● **WORK INSTRUCTION**
Only the number is needed: the count of lines in the records with the word "Manufacture".

● **Saved data entries**
- - - -

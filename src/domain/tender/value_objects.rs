use std::fmt;
use std::str::FromStr;

use serde::{Deserialize, Serialize};

use crate::error::ProcurementError;

// ============================================================================
// Tender Value Objects
// ============================================================================

#[derive(Debug, Clone, Copy, PartialEq, Eq, Hash, Serialize, Deserialize)]
pub enum ServiceType {
    Construction,
    Delivery,
    Manufacture,
}

impl ServiceType {
    pub fn as_str(&self) -> &'static str {
        match self {
            ServiceType::Construction => "Construction",
            ServiceType::Delivery => "Delivery",
            ServiceType::Manufacture => "Manufacture",
        }
    }
}

impl fmt::Display for ServiceType {
    fn fmt(&self, f: &mut fmt::Formatter<'_>) -> fmt::Result {
        f.write_str(self.as_str())
    }
}

impl FromStr for ServiceType {
    type Err = ProcurementError;

    fn from_str(s: &str) -> Result<Self, Self::Err> {
        match s {
            "Construction" => Ok(ServiceType::Construction),
            "Delivery" => Ok(ServiceType::Delivery),
            "Manufacture" => Ok(ServiceType::Manufacture),
            other => Err(ProcurementError::invalid_enum("service type", other)),
        }
    }
}

/// Created -> Published -> Closed (advisory, not enforced)
#[derive(Debug, Clone, Copy, PartialEq, Eq, Serialize, Deserialize)]
pub enum TenderStatus {
    Created,
    Published,
    Closed,
}

impl TenderStatus {
    pub fn as_str(&self) -> &'static str {
        match self {
            TenderStatus::Created => "Created",
            TenderStatus::Published => "Published",
            TenderStatus::Closed => "Closed",
        }
    }
}

impl fmt::Display for TenderStatus {
    fn fmt(&self, f: &mut fmt::Formatter<'_>) -> fmt::Result {
        f.write_str(self.as_str())
    }
}

impl FromStr for TenderStatus {
    type Err = ProcurementError;

    fn from_str(s: &str) -> Result<Self, Self::Err> {
        match s {
            "Created" => Ok(TenderStatus::Created),
            "Published" => Ok(TenderStatus::Published),
            "Closed" => Ok(TenderStatus::Closed),
            other => Err(ProcurementError::invalid_enum("tender status", other)),
        }
    }
}

// ============================================================================
// Unit Tests
// ============================================================================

- - - -

● **TASK RESPONSE**
3